**What needs to be done**
Exactly as written, return every line of the data below.

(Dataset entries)
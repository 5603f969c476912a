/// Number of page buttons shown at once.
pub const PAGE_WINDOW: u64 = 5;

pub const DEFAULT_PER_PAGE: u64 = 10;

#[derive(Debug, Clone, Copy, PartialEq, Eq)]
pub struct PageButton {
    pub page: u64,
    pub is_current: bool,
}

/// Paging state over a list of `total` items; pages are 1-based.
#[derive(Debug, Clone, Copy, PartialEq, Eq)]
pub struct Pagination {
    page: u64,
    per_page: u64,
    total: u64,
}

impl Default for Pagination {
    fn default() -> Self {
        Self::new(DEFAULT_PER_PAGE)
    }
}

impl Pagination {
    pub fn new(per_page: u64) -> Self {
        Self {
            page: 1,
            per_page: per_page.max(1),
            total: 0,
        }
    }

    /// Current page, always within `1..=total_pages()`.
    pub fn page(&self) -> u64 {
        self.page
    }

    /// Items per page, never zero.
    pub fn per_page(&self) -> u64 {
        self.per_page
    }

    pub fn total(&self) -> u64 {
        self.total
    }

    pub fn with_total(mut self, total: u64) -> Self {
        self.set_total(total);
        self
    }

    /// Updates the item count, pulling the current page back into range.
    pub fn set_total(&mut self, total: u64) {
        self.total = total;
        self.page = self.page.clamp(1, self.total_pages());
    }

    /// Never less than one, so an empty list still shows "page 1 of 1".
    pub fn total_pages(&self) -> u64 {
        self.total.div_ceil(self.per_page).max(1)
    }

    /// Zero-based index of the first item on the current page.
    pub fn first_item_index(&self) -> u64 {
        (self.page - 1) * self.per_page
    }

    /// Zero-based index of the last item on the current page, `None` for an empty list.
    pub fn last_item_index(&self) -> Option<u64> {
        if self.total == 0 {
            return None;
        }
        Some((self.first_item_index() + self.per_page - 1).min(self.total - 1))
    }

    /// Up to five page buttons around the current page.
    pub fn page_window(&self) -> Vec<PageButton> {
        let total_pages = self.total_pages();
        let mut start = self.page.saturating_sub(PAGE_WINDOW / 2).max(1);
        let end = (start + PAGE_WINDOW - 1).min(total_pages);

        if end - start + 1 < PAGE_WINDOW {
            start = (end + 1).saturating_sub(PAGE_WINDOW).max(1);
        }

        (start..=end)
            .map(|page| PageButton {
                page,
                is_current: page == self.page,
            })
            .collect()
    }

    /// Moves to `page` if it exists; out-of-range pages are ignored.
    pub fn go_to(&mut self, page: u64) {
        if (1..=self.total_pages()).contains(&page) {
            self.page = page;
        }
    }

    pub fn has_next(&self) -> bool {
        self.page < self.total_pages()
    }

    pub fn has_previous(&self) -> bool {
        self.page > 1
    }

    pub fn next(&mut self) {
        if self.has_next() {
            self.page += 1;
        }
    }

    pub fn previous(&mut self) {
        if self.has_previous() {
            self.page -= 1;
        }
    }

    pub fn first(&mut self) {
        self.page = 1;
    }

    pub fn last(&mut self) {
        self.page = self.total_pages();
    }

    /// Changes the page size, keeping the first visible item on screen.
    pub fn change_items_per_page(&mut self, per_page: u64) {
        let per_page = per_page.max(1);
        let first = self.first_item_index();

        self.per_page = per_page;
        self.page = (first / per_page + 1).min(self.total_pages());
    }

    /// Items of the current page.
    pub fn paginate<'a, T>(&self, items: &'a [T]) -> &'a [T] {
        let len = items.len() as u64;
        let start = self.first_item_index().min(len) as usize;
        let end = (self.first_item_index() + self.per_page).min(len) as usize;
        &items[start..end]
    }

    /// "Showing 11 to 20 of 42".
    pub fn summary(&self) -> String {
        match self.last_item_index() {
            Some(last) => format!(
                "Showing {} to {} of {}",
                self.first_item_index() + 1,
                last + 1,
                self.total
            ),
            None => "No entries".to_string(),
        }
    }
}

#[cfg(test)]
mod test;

**Answer**
repository 5603f969c476912a
/// Number of page buttons shown at once.
pub const PAGE_WINDOW: u64 = 5;

pub const DEFAULT_PER_PAGE: u64 = 10;

#[derive(Debug, Clone, Copy, PartialEq, Eq)]
pub struct PageButton {
    pub page: u64,
    pub is_current: bool,
}

/// Paging state over a list of `total` items; pages are 1-based.
#[derive(Debug, Clone, Copy, PartialEq, Eq)]
pub struct Pagination {
    page: u64,
    per_page: u64,
    total: u64,
}

impl Default for Pagination {
    fn default() -> Self {
        Self::new(DEFAULT_PER_PAGE)
    }
}

impl Pagination {
    pub fn new(per_page: u64) -> Self {
        Self {
            page: 1,
            per_page: per_page.max(1),
            total: 0,
        }
    }

    /// Current page, always within `1..=total_pages()`.
    pub fn page(&self) -> u64 {
        self.page
    }

    /// Items per page, never zero.
    pub fn per_page(&self) -> u64 {
        self.per_page
    }

    pub fn total(&self) -> u64 {
        self.total
    }

    pub fn with_total(mut self, total: u64) -> Self {
        self.set_total(total);
        self
    }

    /// Updates the item count, pulling the current page back into range.
    pub fn set_total(&mut self, total: u64) {
        self.total = total;
        self.page = self.page.clamp(1, self.total_pages());
    }

    /// Never less than one, so an empty list still shows "page 1 of 1".
    pub fn total_pages(&self) -> u64 {
        self.total.div_ceil(self.per_page).max(1)
    }

    /// Zero-based index of the first item on the current page.
    pub fn first_item_index(&self) -> u64 {
        (self.page - 1) * self.per_page
    }

    /// Zero-based index of the last item on the current page, `None` for an empty list.
    pub fn last_item_index(&self) -> Option<u64> {
        if self.total == 0 {
            return None;
        }
        Some((self.first_item_index() + self.per_page - 1).min(self.total - 1))
    }

    /// Up to five page buttons around the current page.
    pub fn page_window(&self) -> Vec<PageButton> {
        let total_pages = self.total_pages();
        let mut start = self.page.saturating_sub(PAGE_WINDOW / 2).max(1);
        let end = (start + PAGE_WINDOW - 1).min(total_pages);

        if end - start + 1 < PAGE_WINDOW {
            start = (end + 1).saturating_sub(PAGE_WINDOW).max(1);
        }

        (start..=end)
            .map(|page| PageButton {
                page,
                is_current: page == self.page,
            })
            .collect()
    }

    /// Moves to `page` if it exists; out-of-range pages are ignored.
    pub fn go_to(&mut self, page: u64) {
        if (1..=self.total_pages()).contains(&page) {
            self.page = page;
        }
    }

    pub fn has_next(&self) -> bool {
        self.page < self.total_pages()
    }

    pub fn has_previous(&self) -> bool {
        self.page > 1
    }

    pub fn next(&mut self) {
        if self.has_next() {
            self.page += 1;
        }
    }

    pub fn previous(&mut self) {
        if self.has_previous() {
            self.page -= 1;
        }
    }

    pub fn first(&mut self) {
        self.page = 1;
    }

    pub fn last(&mut self) {
        self.page = self.total_pages();
    }

    /// Changes the page size, keeping the first visible item on screen.
    pub fn change_items_per_page(&mut self, per_page: u64) {
        let per_page = per_page.max(1);
        let first = self.first_item_index();

        self.per_page = per_page;
        self.page = (first / per_page + 1).min(self.total_pages());
    }

    /// Items of the current page.
    pub fn paginate<'a, T>(&self, items: &'a [T]) -> &'a [T] {
        let len = items.len() as u64;
        let start = self.first_item_index().min(len) as usize;
        let end = (self.first_item_index() + self.per_page).min(len) as usize;
        &items[start..end]
    }

    /// "Showing 11 to 20 of 42".
    pub fn summary(&self) -> String {
        match self.last_item_index() {
            Some(last) => format!(
                "Showing {} to {} of {}",
                self.first_item_index() + 1,
                last + 1,
                self.total
            ),
            None => "No entries".to_string(),
        }
    }
}

#[cfg(test)]
mod test;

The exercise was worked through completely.